Friday, September 4, 2020

Psychology Meets Politics, part 2: Is there a there there?




Bion was….interesting. He seemed to delight in provocation. He developed his theories from working with an experimental group, self-referred ordinary people with no particular pathology or origin. He was frank in stating that his groups were not intended to be therapeutic, a statement which evidently impelled the group members to look for therapeutic benefit and to complain to him when they felt he was falling short of their expectations. He did not make individual interpretations based on individual histories or behaviors. Rather, he made statements characterizing the behavior or mood of the group as a whole, and he made these statements in object-relation terms, untranslated.
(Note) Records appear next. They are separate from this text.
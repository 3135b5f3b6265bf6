//! Configuration schema for both pipelines.
//!
//! The map and forecast pages were tuned through several palette, marker-size
//! and basemap variants. They are all expressed here as one schema with
//! enumerated presets, loadable from JSON with every field defaulted.

use crate::record::ParseOptions;
use serde::{Deserialize, Serialize};
use std::fmt;
use std::time::Duration;

/// Published CSV export of the resort conditions sheet.
pub const DEFAULT_MAP_DATA_URL: &str = "https://docs.google.com/spreadsheets/d/e/2PACX-1vRre-sQPQqn1VAhLoDgTOwOOTUdKnT688YjHZXQpxN0ArMwt4j9zPQYirvzQX1TxiSUJOXk8ma_AyYl/pub?output=csv";

/// Published CSV export of the snowfall forecast sheet.
pub const DEFAULT_FORECAST_DATA_URL: &str = "https://docs.google.com/spreadsheets/d/1tT9bwV1jCgTx8utL0vvSqZUWqQi1JiWEXaWvhd9G__Y/gviz/tq?tqx=out:csv&gid=0";

/// Basemap used when no custom style is configured.
pub const DEFAULT_MAP_STYLE: &str = "mapbox://styles/mapbox/outdoors-v12";

/// Five minutes, the refresh cadence of both pages.
pub const DEFAULT_REFRESH_SECS: u64 = 5 * 60;

#[derive(Debug, Clone, PartialEq)]
pub enum ConfigError {
    PaletteSize { thresholds: usize, colors: usize },
    ThresholdOrder,
    SizeRange,
    EmptyIdentity,
    ZeroRefresh,
}

impl fmt::Display for ConfigError {
    fn fmt(&self, f: &mut fmt::Formatter<'_>) -> fmt::Result {
        match self {
            ConfigError::PaletteSize { thresholds, colors } => write!(
                f,
                "palette needs {} colors for {} thresholds, got {}",
                thresholds + 1,
                thresholds,
                colors
            ),
            ConfigError::ThresholdOrder => write!(f, "palette thresholds must be strictly ascending"),
            ConfigError::SizeRange => write!(f, "marker size and trail domain ranges must not be inverted"),
            ConfigError::EmptyIdentity => write!(f, "at least one identity field is required"),
            ConfigError::ZeroRefresh => write!(f, "refresh interval must be greater than zero"),
        }
    }
}

impl std::error::Error for ConfigError {}

/// Named palettes the map has shipped with.
#[derive(Debug, Clone, Copy, PartialEq, Eq, Serialize, Deserialize)]
#[serde(rename_all = "snake_case")]
pub enum PalettePreset {
    /// Light blue to dark green.
    Greens,
    /// Blue, green, yellow, red.
    Vivid,
}

/// Percentage-open color scale: `colors[i]` applies below `thresholds[i]`,
/// the last color applies to everything at or above the last threshold.
#[derive(Debug, Clone, PartialEq, Serialize, Deserialize)]
pub struct PercentPalette {
    pub closed: String,
    pub thresholds: Vec<f64>,
    pub colors: Vec<String>,
}

impl PercentPalette {
    pub fn preset(preset: PalettePreset) -> Self {
        let (closed, colors): (&str, [&str; 4]) = match preset {
            PalettePreset::Greens => ("#BDBDBD", ["#90CAF9", "#66BB6A", "#43A047", "#2E7D32"]),
            PalettePreset::Vivid => ("#E8EAED", ["#4285F4", "#34A853", "#FBBC04", "#EA4335"]),
        };
        Self {
            closed: closed.to_string(),
            thresholds: vec![5.0, 25.0, 50.0],
            colors: colors.iter().map(|c| c.to_string()).collect(),
        }
    }

    pub fn validate(&self) -> Result<(), ConfigError> {
        if self.colors.len() != self.thresholds.len() + 1 {
            return Err(ConfigError::PaletteSize {
                thresholds: self.thresholds.len(),
                colors: self.colors.len(),
            });
        }
        if self.thresholds.windows(2).any(|w| w[0] >= w[1]) {
            return Err(ConfigError::ThresholdOrder);
        }
        Ok(())
    }
}

impl Default for PercentPalette {
    fn default() -> Self {
        Self::preset(PalettePreset::Greens)
    }
}

/// Marker outline colors keyed by open/closed status.
#[derive(Debug, Clone, PartialEq, Serialize, Deserialize)]
#[serde(default)]
pub struct StrokeColors {
    pub open: String,
    pub closed: String,
}

impl Default for StrokeColors {
    fn default() -> Self {
        Self {
            open: "#F5F5F5".to_string(),
            closed: "#424242".to_string(),
        }
    }
}

/// Marker radius range and the trail-count domain it interpolates over.
#[derive(Debug, Clone, Copy, PartialEq, Serialize, Deserialize)]
#[serde(default)]
pub struct MarkerSizing {
    pub size_min: f64,
    pub size_max: f64,
    /// Smallest resort (Echo Mountain, 7 trails).
    pub domain_min: f64,
    /// Largest resort (Vail, 277 trails).
    pub domain_max: f64,
}

impl Default for MarkerSizing {
    fn default() -> Self {
        Self {
            size_min: 12.0,
            size_max: 36.0,
            domain_min: 7.0,
            domain_max: 277.0,
        }
    }
}

/// Column names of the resort conditions sheet.
#[derive(Debug, Clone, PartialEq, Serialize, Deserialize)]
#[serde(default)]
pub struct MapColumns {
    pub latitude: String,
    pub longitude: String,
    pub status: String,
    pub open_trails: String,
    pub total_trails: String,
    pub trails_pct: String,
    pub open_lifts: String,
    pub total_lifts: String,
    pub lifts_pct: String,
    pub snow_24h: String,
    pub snow_48h: String,
    pub base_depth: String,
    pub mid_depth: String,
    pub surface: String,
    pub source: String,
    pub last_updated: String,
}

impl Default for MapColumns {
    fn default() -> Self {
        Self {
            latitude: "Latitude".into(),
            longitude: "Longitude".into(),
            status: "Status".into(),
            open_trails: "Open Trails".into(),
            total_trails: "Total Trails".into(),
            trails_pct: "Trails Open %".into(),
            open_lifts: "Open Lifts".into(),
            total_lifts: "Total Lifts".into(),
            lifts_pct: "Lifts Open %".into(),
            snow_24h: "24h Snowfall (in)".into(),
            snow_48h: "48h Snowfall (in)".into(),
            base_depth: "Base Depth (in)".into(),
            mid_depth: "Mid-Mtn Depth (in)".into(),
            surface: "Surface Conditions".into(),
            source: "Data Source".into(),
            last_updated: "Last Updated".into(),
        }
    }
}

/// Initial camera for the map widget.
#[derive(Debug, Clone, PartialEq, Serialize, Deserialize)]
#[serde(default)]
pub struct MapView {
    pub style: String,
    /// `[[west, south], [east, north]]`, Colorado by default.
    pub bounds: [[f64; 2]; 2],
    pub padding: u32,
    pub center: [f64; 2],
    pub zoom: f64,
    pub min_zoom: f64,
    pub max_zoom: f64,
}

impl Default for MapView {
    fn default() -> Self {
        Self {
            style: DEFAULT_MAP_STYLE.to_string(),
            bounds: [[-109.06, 36.99], [-102.04, 41.00]],
            padding: 50,
            center: [-106.5, 39.0],
            zoom: 6.5,
            min_zoom: 5.0,
            max_zoom: 12.0,
        }
    }
}

/// Settings for the resort conditions map.
#[derive(Debug, Clone, PartialEq, Serialize, Deserialize)]
#[serde(default)]
pub struct MapConfig {
    pub data_url: String,
    pub identity_fields: Vec<String>,
    pub columns: MapColumns,
    pub view: MapView,
    /// Explicit palette; when absent the preset is used.
    pub palette: Option<PercentPalette>,
    pub palette_preset: PalettePreset,
    pub stroke: StrokeColors,
    pub sizing: MarkerSizing,
    pub marker_opacity: f64,
    pub refresh_secs: u64,
}

impl Default for MapConfig {
    fn default() -> Self {
        Self {
            data_url: DEFAULT_MAP_DATA_URL.to_string(),
            identity_fields: vec!["Resort Name".to_string(), "Resort".to_string()],
            columns: MapColumns::default(),
            view: MapView::default(),
            palette: None,
            palette_preset: PalettePreset::Greens,
            stroke: StrokeColors::default(),
            sizing: MarkerSizing::default(),
            marker_opacity: 0.85,
            refresh_secs: DEFAULT_REFRESH_SECS,
        }
    }
}

impl MapConfig {
    pub fn parse_options(&self) -> ParseOptions {
        ParseOptions::new(self.identity_fields.iter().cloned())
    }

    /// The palette in effect: the explicit one, else the preset.
    pub fn percent_palette(&self) -> PercentPalette {
        self.palette
            .clone()
            .unwrap_or_else(|| PercentPalette::preset(self.palette_preset))
    }

    pub fn refresh_interval(&self) -> Duration {
        Duration::from_secs(self.refresh_secs)
    }

    pub fn validate(&self) -> Result<(), ConfigError> {
        if self.identity_fields.is_empty() {
            return Err(ConfigError::EmptyIdentity);
        }
        if self.refresh_secs == 0 {
            return Err(ConfigError::ZeroRefresh);
        }
        let s = &self.sizing;
        if s.size_min > s.size_max || s.domain_min > s.domain_max {
            return Err(ConfigError::SizeRange);
        }
        self.percent_palette().validate()
    }
}

/// Settings for the snowfall forecast table.
#[derive(Debug, Clone, PartialEq, Serialize, Deserialize)]
#[serde(default)]
pub struct ForecastConfig {
    pub data_url: String,
    pub identity_fields: Vec<String>,
    /// How many of the most recent date columns to show.
    pub max_day_columns: usize,
    /// Amount that fills a day bar completely.
    pub day_scale_max: f64,
    /// Amount that fills the total bar completely.
    pub total_scale_max: f64,
    pub snow_days_field: String,
    pub last_updated_field: String,
    pub refresh_secs: u64,
}

impl Default for ForecastConfig {
    fn default() -> Self {
        Self {
            data_url: DEFAULT_FORECAST_DATA_URL.to_string(),
            identity_fields: vec!["Resort".to_string()],
            max_day_columns: 5,
            day_scale_max: 10.0,
            total_scale_max: 20.0,
            snow_days_field: "Forecasted snowfall days".to_string(),
            last_updated_field: "Last_Updated".to_string(),
            refresh_secs: DEFAULT_REFRESH_SECS,
        }
    }
}

impl ForecastConfig {
    pub fn parse_options(&self) -> ParseOptions {
        ParseOptions::new(self.identity_fields.iter().cloned())
    }

    pub fn refresh_interval(&self) -> Duration {
        Duration::from_secs(self.refresh_secs)
    }

    pub fn validate(&self) -> Result<(), ConfigError> {
        if self.identity_fields.is_empty() {
            return Err(ConfigError::EmptyIdentity);
        }
        if self.refresh_secs == 0 {
            return Err(ConfigError::ZeroRefresh);
        }
        Ok(())
    }
}

/// Both pipelines' settings, as stored in a single JSON file.
#[derive(Debug, Clone, Default, PartialEq, Serialize, Deserialize)]
#[serde(default)]
pub struct Config {
    pub map: MapConfig,
    pub forecast: ForecastConfig,
}

impl Config {
    /// Parse a JSON config; omitted fields keep their defaults.
    pub fn from_json(json: &str) -> anyhow::Result<Self> {
        let config: Config = serde_json::from_str(json)?;
        config.map.validate()?;
        config.forecast.validate()?;
        Ok(config)
    }

    pub fn load(path: &std::path::Path) -> anyhow::Result<Self> {
        let json = std::fs::read_to_string(path)?;
        Self::from_json(&json)
    }
}

#[cfg(test)]
mod tests {
    use super::*;

    #[test]
    fn test_defaults_are_valid() {
        let config = Config::default();
        assert!(config.map.validate().is_ok());
        assert!(config.forecast.validate().is_ok());
        assert_eq!(config.map.refresh_interval(), Duration::from_secs(300));
    }

    #[test]
    fn test_partial_json_keeps_defaults() {
        let config = Config::from_json(
            r#"{"map": {"palette_preset": "vivid", "sizing": {"size_max": 50}}, "forecast": {"max_day_columns": 3}}"#,
        )
        .unwrap();
        assert_eq!(config.map.palette_preset, PalettePreset::Vivid);
        assert_eq!(config.map.percent_palette().colors[0], "#4285F4");
        assert_eq!(config.map.sizing.size_max, 50.0);
        assert_eq!(config.map.sizing.size_min, 12.0);
        assert_eq!(config.map.columns.latitude, "Latitude");
        assert_eq!(config.forecast.max_day_columns, 3);
        assert_eq!(config.forecast.identity_fields, vec!["Resort".to_string()]);
    }

    #[test]
    fn test_explicit_palette_overrides_preset() {
        let config = Config::from_json(
            r##"{"map": {"palette": {"closed": "#000", "thresholds": [50], "colors": ["#111", "#222"]}}}"##,
        )
        .unwrap();
        assert_eq!(config.map.percent_palette().colors, vec!["#111", "#222"]);
    }

    #[test]
    fn test_invalid_palette_rejected() {
        let palette = PercentPalette {
            closed: "#000".into(),
            thresholds: vec![5.0, 25.0],
            colors: vec!["#111".into()],
        };
        assert_eq!(
            palette.validate(),
            Err(ConfigError::PaletteSize { thresholds: 2, colors: 1 })
        );

        let unordered = PercentPalette {
            closed: "#000".into(),
            thresholds: vec![25.0, 5.0],
            colors: vec!["#1".into(), "#2".into(), "#3".into()],
        };
        assert_eq!(unordered.validate(), Err(ConfigError::ThresholdOrder));
    }

    #[test]
    fn test_invalid_map_config_rejected() {
        let mut config = MapConfig::default();
        config.sizing.size_min = 40.0;
        assert_eq!(config.validate(), Err(ConfigError::SizeRange));

        let mut config = MapConfig::default();
        config.refresh_secs = 0;
        assert_eq!(config.validate(), Err(ConfigError::ZeroRefresh));

        assert!(Config::from_json(r#"{"forecast": {"identity_fields": []}}"#).is_err());
    }
}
That is, he did not say, “You are frustrated by the hard truth I am presenting you with, telling yourself that I mean to harm you.” He might say something like, “The group is suckling at the bad breast.”
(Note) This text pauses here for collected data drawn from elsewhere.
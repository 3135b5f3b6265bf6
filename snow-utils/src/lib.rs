//! Shared utility functions for the snow report crates.

/// Date utility functions
pub mod dates {
    use crate::error::DateError;
    use chrono::{Datelike, NaiveDate, NaiveDateTime};

    /// Fallback shown when a timestamp is missing entirely.
    pub const MISSING_TIMESTAMP: &str = "\u{2014}";

    /// Parse a spreadsheet column label in "M/D/YYYY" format.
    ///
    /// Month and day may be one or two digits, the year must be four digits,
    /// and the result must be a real calendar date.
    pub fn parse_mdy(s: &str) -> anyhow::Result<NaiveDate> {
        let parts: Vec<&str> = s.split('/').collect();
        let well_formed = parts.len() == 3
            && parts.iter().all(|p| !p.is_empty() && p.bytes().all(|b| b.is_ascii_digit()))
            && parts[0].len() <= 2
            && parts[1].len() <= 2
            && parts[2].len() == 4;
        if !well_formed {
            return Err(DateError(format!("not an M/D/YYYY label: {:?}", s)).into());
        }
        let month: u32 = parts[0].parse()?;
        let day: u32 = parts[1].parse()?;
        let year: i32 = parts[2].parse()?;
        NaiveDate::from_ymd_opt(year, month, day)
            .ok_or_else(|| DateError(format!("no such calendar date: {:?}", s)).into())
    }

    /// True if `s` is an "M/D/YYYY" label naming a valid date.
    pub fn is_mdy(s: &str) -> bool {
        parse_mdy(s).is_ok()
    }

    /// Short weekday and "M/D" label for a forecast column header,
    /// e.g. ("Mon", "1/15").
    pub fn header_label(date: &NaiveDate) -> (String, String) {
        (
            date.format("%a").to_string(),
            format!("{}/{}", date.month(), date.day()),
        )
    }

    /// Format a "last updated" timestamp for display.
    ///
    /// Accepts "YYYY-MM-DD HH:MM[:SS]" or the same with a `T` separator and
    /// renders it as "Jan 5, 3:07 PM". Anything unparsable is returned as-is,
    /// and an empty value becomes an em-dash.
    pub fn format_updated(raw: &str) -> String {
        let raw = raw.trim();
        if raw.is_empty() {
            return MISSING_TIMESTAMP.to_string();
        }
        let normalized = raw.replacen(' ', "T", 1);
        let parsed = NaiveDateTime::parse_from_str(&normalized, "%Y-%m-%dT%H:%M:%S")
            .or_else(|_| NaiveDateTime::parse_from_str(&normalized, "%Y-%m-%dT%H:%M"));
        match parsed {
            Ok(dt) => dt.format("%b %-d, %-I:%M %p").to_string(),
            Err(_) => raw.to_string(),
        }
    }

    #[cfg(test)]
    mod tests {
        use super::*;
        use chrono::NaiveDate;

        #[test]
        fn test_parse_mdy() {
            let date = parse_mdy("1/5/2025").unwrap();
            assert_eq!(date, NaiveDate::from_ymd_opt(2025, 1, 5).unwrap());

            let padded = parse_mdy("12/31/2024").unwrap();
            assert_eq!(padded, NaiveDate::from_ymd_opt(2024, 12, 31).unwrap());
        }

        #[test]
        fn test_parse_mdy_rejects_other_labels() {
            assert!(parse_mdy("Resort").is_err());
            assert!(parse_mdy("2025-01-05").is_err());
            assert!(parse_mdy("1/5/25").is_err());
            assert!(parse_mdy("13/1/2025").is_err());
            assert!(parse_mdy("2/30/2025").is_err());
            assert!(parse_mdy("1/5/2025/1").is_err());
            assert!(!is_mdy("Five-day total"));
        }

        #[test]
        fn test_header_label() {
            let date = NaiveDate::from_ymd_opt(2025, 1, 6).unwrap();
            let (weekday, month_day) = header_label(&date);
            assert_eq!(weekday, "Mon");
            assert_eq!(month_day, "1/6");
        }

        #[test]
        fn test_format_updated() {
            assert_eq!(format_updated("2025-01-05 15:07"), "Jan 5, 3:07 PM");
            assert_eq!(format_updated("2025-01-05T09:30:12"), "Jan 5, 9:30 AM");
            assert_eq!(format_updated("yesterday"), "yesterday");
            assert_eq!(format_updated("  "), MISSING_TIMESTAMP);
        }
    }
}

/// Error types
pub mod error {
    use std::fmt;

    #[derive(Debug)]
    pub struct DateError(pub String);

    impl fmt::Display for DateError {
        fn fmt(&self, f: &mut fmt::Formatter<'_>) -> fmt::Result {
            write!(f, "Date error: {}", self.0)
        }
    }

    impl std::error::Error for DateError {}
}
But, to everyone’s surprise and I do mean mine, Bion’s group members ended by feeling that they had benefited from the experience. There is something to be said for making true statements about the events unfolding in front of us. One of Bion’s enduringly useful concepts is attacks on linking. Strictly speaking, he was referring to patients’ efforts to disrupt the bond between patient and therapist; more generally, the concept refers to efforts of people suffering certain kinds of pathology, or having suffered certain kinds of events, to disrupt the emotional bond between themselves and others in a caretaking capacity. Let’s set some context..

 

In the Trump family, Mary Trump fell seriously ill when Donald was 30 months old. She had given birth to his younger brother nine months earlier, and complications from that birth had gone undiagnosed. She underwent three surgeries within a span of ten days, and took months to recover. At that time, there were already four children:  Maryanne 12, Freddy 10, Elizabeth 6, and, Donald.

 

Fred Trump was devoted primarily to his business and is reported as finding the suffering unbearable, or at least intolerable. He kept 12-hour days and felt he had worked enough when he came home. By Mary Trump’s [niece of Donald, granddaughter of Fred] account, Fred also believed that giving in to emotions or needs of any sort would make a child “soft” and that the goal of parenting was to raise kids to be “killers”—ruthless in pursuing financial success. That is to say, his goal, when he took any interest in the children at all. Only boys were valued; girls were advised to go to secretarial school. Mary Trump the mother, who came from a hard-up working class background, had a housekeeper to do the cleaning, but Mary did all the cooking and childcare. I speculate that this was not only a matter of Fred’s notorious tightness regarding spending money, but also their mutual notions of what a suitable role was for a wife. Mary was a younger child of ten, and her mother also was regarded as cold. Or maybe simply tired, but it’s hard for a child to tell.

 

At any rate, while Mary Trump mother was hospitalized, who took care of the children? She recovered slowly, over a period of months. Who engaged with the children during that time? No one seems to remember exactly. Maryanne, who was 12, remembers bathing the younger ones. Fred’s mother, who lived nearby, provided meals, but, like Fred and his father, was remote emotionally. To some extent, the older children looked after the younger ones; still, a nine-month-old baby can be pretty overwhelming. And a rambunctious toddler in the middle of the terrible twos is a handful under even the best circumstances. Summarizing author Mary Trump’s wealth of incident and detail leads me to conclude that basic physical needs, on which our young existence depends, were unreliably met, never mind emotional needs. She elucidates other issues as well, such father Fred being perpetually dissatisfied with all his children, and fastening on Donald to be his shiny façade in the Manhattan world of influence and big money.